On 3/25/2021 2:16 PM, Stefan Franke wrote:
At least it seems possible to use auto_inc inside an emitted loop, since that yields a separate bb...
I wouldn't rely on that.
Loop unrolling and auto_inc (post_inc) does not play well since there are two issues. consider these mem refs, with mode size 4: a[0] = ... a[4] = ... a[8] = ... a[12] = ... loop unrolling does something like b = a b[0] = ... b[4] = ... b[8] = ... b[12] = ... b = b + 16 b[0] = ... ... 1. cse folds the memory refs from b to a, and but not the [4] b = a a[0] = ... b[4] = ... a[8] = ... a[12] = ... ... And you end up with one post_inc in the beginning and the rest without.
So that argues that you want to fixup CSE and possibly your ports costing model.

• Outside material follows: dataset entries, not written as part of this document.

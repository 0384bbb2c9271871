//! Service configuration types.
//!
//! [`ServerConfig`] holds every runtime setting.  It is built from CLI
//! arguments in `main.rs` or from [`Default`] in tests; the domain never
//! reads environment variables itself.

use std::net::{Ipv4Addr, SocketAddr};
use std::path::PathBuf;

/// Default WebSocket port.
pub const DEFAULT_WS_PORT: u16 = 24810;

/// Default page title sent in the `Layout` message.
pub const DEFAULT_TITLE: &str = "Virtual Keyboard";

/// All runtime configuration for the keyboard service.
///
/// # Example
///
/// ```rust
/// use vkb_web::domain::ServerConfig;
///
/// let cfg = ServerConfig::default();
/// assert_eq!(cfg.ws_bind_addr.port(), 24810);
/// ```
#[derive(Debug, Clone)]
pub struct ServerConfig {
    /// The address and port the WebSocket server binds to.
    ///
    /// Defaults to loopback: the keyboard page normally runs on the same
    /// machine as the service.
    pub ws_bind_addr: SocketAddr,

    /// Explicit settings file.  `None` means the platform config directory.
    pub settings_path: Option<PathBuf>,

    /// Title shown above the keyboard.
    pub title: String,
}

impl Default for ServerConfig {
    /// | Field          | Default                  |
    /// |----------------|--------------------------|
    /// | ws_bind_addr   | `127.0.0.1:24810`        |
    /// | settings_path  | `None` (platform dir)    |
    /// | title          | `Virtual Keyboard`       |
    fn default() -> Self {
        Self {
            ws_bind_addr: SocketAddr::from((Ipv4Addr::LOCALHOST, DEFAULT_WS_PORT)),
            settings_path: None,
            title: DEFAULT_TITLE.to_string(),
        }
    }
}

// ── Tests ─────────────────────────────────────────────────────────────────────

#[cfg(test)]
mod tests {
    use super::*;

    #[test]
    fn test_default_ws_port_is_24810() {
        // Arrange / Act
        let cfg = ServerConfig::default();
        // Assert
        assert_eq!(cfg.ws_bind_addr.port(), 24810);
    }

    #[test]
    fn test_default_bind_is_loopback() {
        let cfg = ServerConfig::default();
        assert!(cfg.ws_bind_addr.ip().is_loopback());
    }

    #[test]
    fn test_default_uses_platform_settings_dir() {
        let cfg = ServerConfig::default();
        assert!(cfg.settings_path.is_none());
        assert_eq!(cfg.title, DEFAULT_TITLE);
    }

    #[test]
    fn test_config_custom_values() {
        let cfg = ServerConfig {
            ws_bind_addr: "0.0.0.0:9000".parse().unwrap(),
            settings_path: Some(PathBuf::from("/tmp/vkb.toml")),
            title: "Demo".to_string(),
        };
        assert_eq!(cfg.ws_bind_addr.port(), 9000);
        assert_eq!(cfg.settings_path.as_deref(), Some(std::path::Path::new("/tmp/vkb.toml")));
    }
}
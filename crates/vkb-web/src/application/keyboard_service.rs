//! Keyboard service logic.
//!
//! Pure functions that translate between the browser JSON protocol and a
//! [`TypingSession`]:
//!
//! ```text
//! Browser → Service:  BrowserToServerMsg → TypingSession::handle()
//!                     call: apply_browser_msg()
//!
//! Service → Browser:  VirtualKeyboard / TypingSession → ServerToBrowserMsg
//!                     call: layout_message(), state_message()
//! ```
//!
//! No I/O happens here, so every path is unit-testable without a socket.

use tracing::debug;
use vkb_core::{TypingSession, VirtualKeyboard};

use crate::domain::messages::{BrowserToServerMsg, KeyJson, KeyStateJson, ServerToBrowserMsg};

/// Text shown under the keyboard explaining the language shortcut.
pub const LANGUAGE_HINT: &str =
    "Сделано на OC Windows. Чтобы переключить язык, нажмите LeftCtrl + LeftAlt.";

/// Builds the one-off `Layout` message for a freshly connected page.
pub fn layout_message(title: &str, keyboard: &VirtualKeyboard) -> ServerToBrowserMsg {
    let view = keyboard.view();
    let rows = keyboard
        .layout()
        .rows()
        .into_iter()
        .map(|row| {
            row.iter()
                .map(|key| KeyJson {
                    code: key.code.to_string(),
                    label: view
                        .button(key.code)
                        .map(|button| button.label.clone())
                        .unwrap_or_default(),
                    special: key.is_special(),
                })
                .collect()
        })
        .collect();

    ServerToBrowserMsg::Layout {
        title: title.to_string(),
        hint: LANGUAGE_HINT.to_string(),
        rows,
    }
}

/// Snapshots the session into a `State` message.
pub fn state_message(session: &TypingSession) -> ServerToBrowserMsg {
    let keyboard = session.keyboard();
    let keys = keyboard
        .view()
        .iter()
        .map(|(code, button)| KeyStateJson {
            code: code.to_string(),
            label: button.label.clone(),
            active: button.active,
        })
        .collect();

    ServerToBrowserMsg::State {
        language: keyboard.language(),
        caps_lock: keyboard.caps_lock(),
        text: session.text().to_string(),
        keys,
    }
}

/// Applies one browser message and returns the state to send back.
///
/// Unknown key codes are ignored by the keyboard; the reply is still the
/// current state so the page stays in sync.
pub fn apply_browser_msg(session: &mut TypingSession, msg: &BrowserToServerMsg) -> ServerToBrowserMsg {
    match msg {
        BrowserToServerMsg::Key { code, event } => {
            if !session.handle(code, *event) {
                debug!("ignored {event} for unknown key code {code:?}");
            }
        }
        BrowserToServerMsg::Sync => {}
    }
    state_message(session)
}

/// Returns a short type-name string for a `BrowserToServerMsg` variant.
///
/// Used in debug log messages so typed keys are not written to the log.
pub fn browser_msg_type_name(msg: &BrowserToServerMsg) -> &'static str {
    match msg {
        BrowserToServerMsg::Key { .. } => "Key",
        BrowserToServerMsg::Sync => "Sync",
    }
}

// ── Tests ─────────────────────────────────────────────────────────────────────
//! DTO for the link creation endpoint.

use serde::Deserialize;
use validator::Validate;

use super::link::not_blank;
use crate::domain::entities::NewLink;

/// Request body for `POST /api/links`.
///
/// `clicks` and `createdAt` are assigned by the server and cannot be supplied.
#[derive(Debug, Deserialize, Validate)]
#[serde(rename_all = "camelCase", deny_unknown_fields)]
pub struct CreateLinkRequest {
    /// Display label.
    #[validate(length(max = 100), custom(function = "not_blank"))]
    pub name: String,

    /// Destination address; any absolute URL, including `mailto:` and similar schemes.
    #[validate(length(max = 2048), url(message = "Invalid URL format"))]
    pub url: String,

    /// Icon class or glyph.
    #[validate(length(max = 100), custom(function = "not_blank"))]
    pub icon: String,

    /// Color token (hex or class name).
    #[validate(length(max = 100), custom(function = "not_blank"))]
    pub color: String,

    /// Initial display rank. Defaults to 0.
    pub order: Option<i32>,
}

impl From<CreateLinkRequest> for NewLink {
    fn from(req: CreateLinkRequest) -> Self {
        Self {
            name: req.name,
            url: req.url,
            icon: req.icon,
            color: req.color,
            order: req.order.unwrap_or(0),
        }
    }
}
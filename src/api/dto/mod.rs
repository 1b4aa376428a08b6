//! Data Transfer Objects for API requests and responses.
//!
//! All DTOs use Serde for JSON serialization/deserialization and validator
//! for input validation. Field names are camelCase on the wire.

pub mod create_link;
pub mod health;
pub mod link;
pub mod reorder;
pub mod stats;
pub mod update_link;
//! Link entity representing one entry on the page.

use chrono::{DateTime, Utc};

/// A named, styled outbound link with its click counter.
///
/// `order` controls display position and is not unique; the store breaks ties
/// by `id`.
#[derive(Debug, Clone, PartialEq, Eq, sqlx::FromRow)]
pub struct Link {
    pub id: i64,
    pub name: String,
    pub url: String,
    pub icon: String,
    pub color: String,
    pub clicks: i64,
    #[sqlx(rename = "sort_order")]
    pub order: i32,
    pub created_at: DateTime<Utc>,
}

impl Link {
    /// Creates a new Link instance.
    #[allow(clippy::too_many_arguments)]
    pub fn new(
        id: i64,
        name: String,
        url: String,
        icon: String,
        color: String,
        clicks: i64,
        order: i32,
        created_at: DateTime<Utc>,
    ) -> Self {
        Self {
            id,
            name,
            url,
            icon,
            color,
            clicks,
            order,
            created_at,
        }
    }
}

/// Input data for creating a new link.
///
/// `clicks` and `created_at` are always assigned by the store.
#[derive(Debug, Clone, PartialEq, Eq)]
pub struct NewLink {
    pub name: String,
    pub url: String,
    pub icon: String,
    pub color: String,
    pub order: i32,
}

/// Partial update for an existing link.
///
/// `None` fields are left unchanged.
#[derive(Debug, Clone, Default, PartialEq, Eq)]
pub struct LinkPatch {
    pub name: Option<String>,
    pub url: Option<String>,
    pub icon: Option<String>,
    pub color: Option<String>,
    pub order: Option<i32>,
    /// Administrative overwrite of the click counter.
    pub clicks: Option<i64>,
}

impl LinkPatch {
    /// Returns true if the patch changes nothing.
    pub fn is_empty(&self) -> bool {
        self == &Self::default()
    }
}
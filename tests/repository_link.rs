mod common;

use sqlx::PgPool;
use std::sync::Arc;
use link_page::domain::entities::{LinkPatch, NewLink};
use link_page::domain::repositories::LinkRepository;
use link_page::error::AppError;
use link_page::infrastructure::persistence::PgLinkRepository;

fn new_link(name: &str, order: i32) -> NewLink {
    NewLink {
        name: name.to_string(),
        url: "https://example.com".to_string(),
        icon: "icon".to_string(),
        color: "#333".to_string(),
        order,
    }
}

#[sqlx::test]
async fn test_create_link(pool: PgPool) {
    let repo = PgLinkRepository::new(Arc::new(pool));

    let result = repo.create(new_link("GitHub", 2)).await;

    assert!(result.is_ok());
    let link = result.unwrap();
    assert!(link.id > 0);
    assert_eq!(link.name, "GitHub");
    assert_eq!(link.clicks, 0);
    assert_eq!(link.order, 2);
}

#[sqlx::test]
async fn test_create_assigns_distinct_ids(pool: PgPool) {
    let repo = PgLinkRepository::new(Arc::new(pool));

    let first = repo.create(new_link("A", 0)).await.unwrap();
    let second = repo.create(new_link("A", 0)).await.unwrap();

    assert_ne!(first.id, second.id);
}

#[sqlx::test]
async fn test_find_by_id(pool: PgPool) {
    let id = common::create_test_link(&pool, "GitHub", 0).await;
    let repo = PgLinkRepository::new(Arc::new(pool));

    let link = repo.find_by_id(id).await.unwrap();

    assert!(link.is_some());
    assert_eq!(link.unwrap().name, "GitHub");
}

#[sqlx::test]
async fn test_find_by_id_not_found(pool: PgPool) {
    let repo = PgLinkRepository::new(Arc::new(pool));

    let result = repo.find_by_id(999_999).await;

    assert!(result.is_ok());
    assert!(result.unwrap().is_none());
}

#[sqlx::test]
async fn test_list_orders_by_order_then_id(pool: PgPool) {
    let c = common::create_test_link(&pool, "C", 2).await;
    let b1 = common::create_test_link(&pool, "B1", 1).await;
    let b2 = common::create_test_link(&pool, "B2", 1).await;
    let a = common::create_test_link(&pool, "A", 0).await;
    let repo = PgLinkRepository::new(Arc::new(pool));

    let ids: Vec<i64> = repo.list().await.unwrap().iter().map(|l| l.id).collect();

    assert_eq!(ids, vec![a, b1, b2, c]);
}

#[sqlx::test]
async fn test_update_overlays_only_given_fields(pool: PgPool) {
    let id = common::create_test_link(&pool, "GitHub", 4).await;
    let repo = PgLinkRepository::new(Arc::new(pool));

    let patch = LinkPatch {
        url: Some("https://github.com/alice".to_string()),
        ..Default::default()
    };
    let updated = repo.update(id, patch).await.unwrap().unwrap();

    assert_eq!(updated.url, "https://github.com/alice");
    assert_eq!(updated.name, "GitHub");
    assert_eq!(updated.order, 4);

    let stored = repo.find_by_id(id).await.unwrap().unwrap();
    assert_eq!(stored, updated);
}

#[sqlx::test]
async fn test_update_not_found(pool: PgPool) {
    let repo = PgLinkRepository::new(Arc::new(pool));

    let patch = LinkPatch {
        name: Some("Nope".to_string()),
        ..Default::default()
    };

    assert!(repo.update(999_999, patch).await.unwrap().is_none());
}

#[sqlx::test]
async fn test_update_rejects_empty_name(pool: PgPool) {
    let id = common::create_test_link(&pool, "GitHub", 0).await;
    let repo = PgLinkRepository::new(Arc::new(pool));

    let patch = LinkPatch {
        name: Some(String::new()),
        ..Default::default()
    };
    let result = repo.update(id, patch).await;

    assert!(matches!(result, Err(AppError::Validation { .. })));
}

#[sqlx::test]
async fn test_delete(pool: PgPool) {
    let id = common::create_test_link(&pool, "GitHub", 0).await;
    let repo = PgLinkRepository::new(Arc::new(pool));

    assert!(repo.delete(id).await.unwrap());
    assert!(repo.find_by_id(id).await.unwrap().is_none());
    assert!(!repo.delete(id).await.unwrap());
}

#[sqlx::test]
async fn test_set_order(pool: PgPool) {
    let id = common::create_test_link(&pool, "GitHub", 0).await;
    let repo = PgLinkRepository::new(Arc::new(pool));

    let link = repo.set_order(id, 7).await.unwrap().unwrap();

    assert_eq!(link.order, 7);
    assert!(repo.set_order(999_999, 1).await.unwrap().is_none());
}

#[sqlx::test]
async fn test_set_orders_assigns_positions(pool: PgPool) {
    let a = common::create_test_link(&pool, "A", 0).await;
    let b = common::create_test_link(&pool, "B", 1).await;
    let c = common::create_test_link(&pool, "C", 2).await;
    let repo = PgLinkRepository::new(Arc::new(pool));

    repo.set_orders(vec![c, a, b]).await.unwrap();

    let links = repo.list().await.unwrap();
    let ids: Vec<i64> = links.iter().map(|l| l.id).collect();
    let orders: Vec<i32> = links.iter().map(|l| l.order).collect();
    assert_eq!(ids, vec![c, a, b]);
    assert_eq!(orders, vec![0, 1, 2]);
}

#[sqlx::test]
async fn test_set_orders_rolls_back_on_missing_id(pool: PgPool) {
    let a = common::create_test_link(&pool, "A", 0).await;
    let b = common::create_test_link(&pool, "B", 1).await;
    let repo = PgLinkRepository::new(Arc::new(pool));

    let result = repo.set_orders(vec![b, 999_999, a]).await;

    assert!(matches!(result, Err(AppError::NotFound { .. })));

    // Nothing moved.
    let links = repo.list().await.unwrap();
    let orders: Vec<(i64, i32)> = links.iter().map(|l| (l.id, l.order)).collect();
    assert_eq!(orders, vec![(a, 0), (b, 1)]);
}

#[sqlx::test]
async fn test_increment_clicks(pool: PgPool) {
    let id = common::create_test_link(&pool, "GitHub", 0).await;
    common::set_clicks(&pool, id, 41).await;
    let repo = PgLinkRepository::new(Arc::new(pool));

    let link = repo.increment_clicks(id).await.unwrap().unwrap();

    assert_eq!(link.clicks, 42);
    assert!(repo.increment_clicks(999_999).await.unwrap().is_none());
}

#[sqlx::test]
async fn test_concurrent_increments_are_not_lost(pool: PgPool) {
    let id = common::create_test_link(&pool, "GitHub", 0).await;
    let repo = Arc::new(PgLinkRepository::new(Arc::new(pool.clone())));

    let handles: Vec<_> = (0..25)
        .map(|_| {
            let repo = repo.clone();
            tokio::spawn(async move { repo.increment_clicks(id).await })
        })
        .collect();

    for handle in handles {
        assert!(handle.await.unwrap().unwrap().is_some());
    }

    assert_eq!(common::get_clicks(&pool, id).await, 25);
}

#[sqlx::test]
async fn test_count(pool: PgPool) {
    let repo = PgLinkRepository::new(Arc::new(pool.clone()));
    assert_eq!(repo.count().await.unwrap(), 0);

    common::create_test_link(&pool, "A", 0).await;
    common::create_test_link(&pool, "B", 0).await;

    assert_eq!(repo.count().await.unwrap(), 2);
}
//! DTOs for the reorder endpoints.

use serde::Deserialize;

/// Request body for `PUT /api/links/{id}/reorder`.
#[derive(Debug, Deserialize)]
#[serde(deny_unknown_fields)]
pub struct ReorderRequest {
    pub order: i32,
}

/// Request body for `PUT /api/links/order`.
///
/// The position of each id in `linkIds` becomes its new `order`.
#[derive(Debug, Deserialize)]
#[serde(rename_all = "camelCase", deny_unknown_fields)]
pub struct ReorderAllRequest {
    pub link_ids: Vec<i64>,
}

My workaround here is to consider the DF_REG_USE_COUNT and DF_REG_DEF_COUNT to decide if b[4] should be folded too if (DF_REG_USE_COUNT(REGNO(folded_arg0)) <= 2 || DF_REG_DEF_COUNT(REGNO(folded_arg0)) > 1) break; 2. auto-inc-dec does not yet handle the form of mem refs with offset and a matching add after these. Since the above pattern as insns looks like b = a + x *b = ... a = a + x + 4 and is detected as PRE_ADD, I convert it into a = a + x *a = ... a = a + 4 which is now a POST_INC, update the variables and auto-inc-dec generates post increments up to the top, where x gets zero. => there is room for improvements^^
Yup, and that's where I'd focus my efforts. Emitting auto-increment addressing modes at a point where the compiler isn't expecting them is just asking for trouble. It may work today, it may work for a decade, but experience shows that if you break the rules it will break one day.
jeff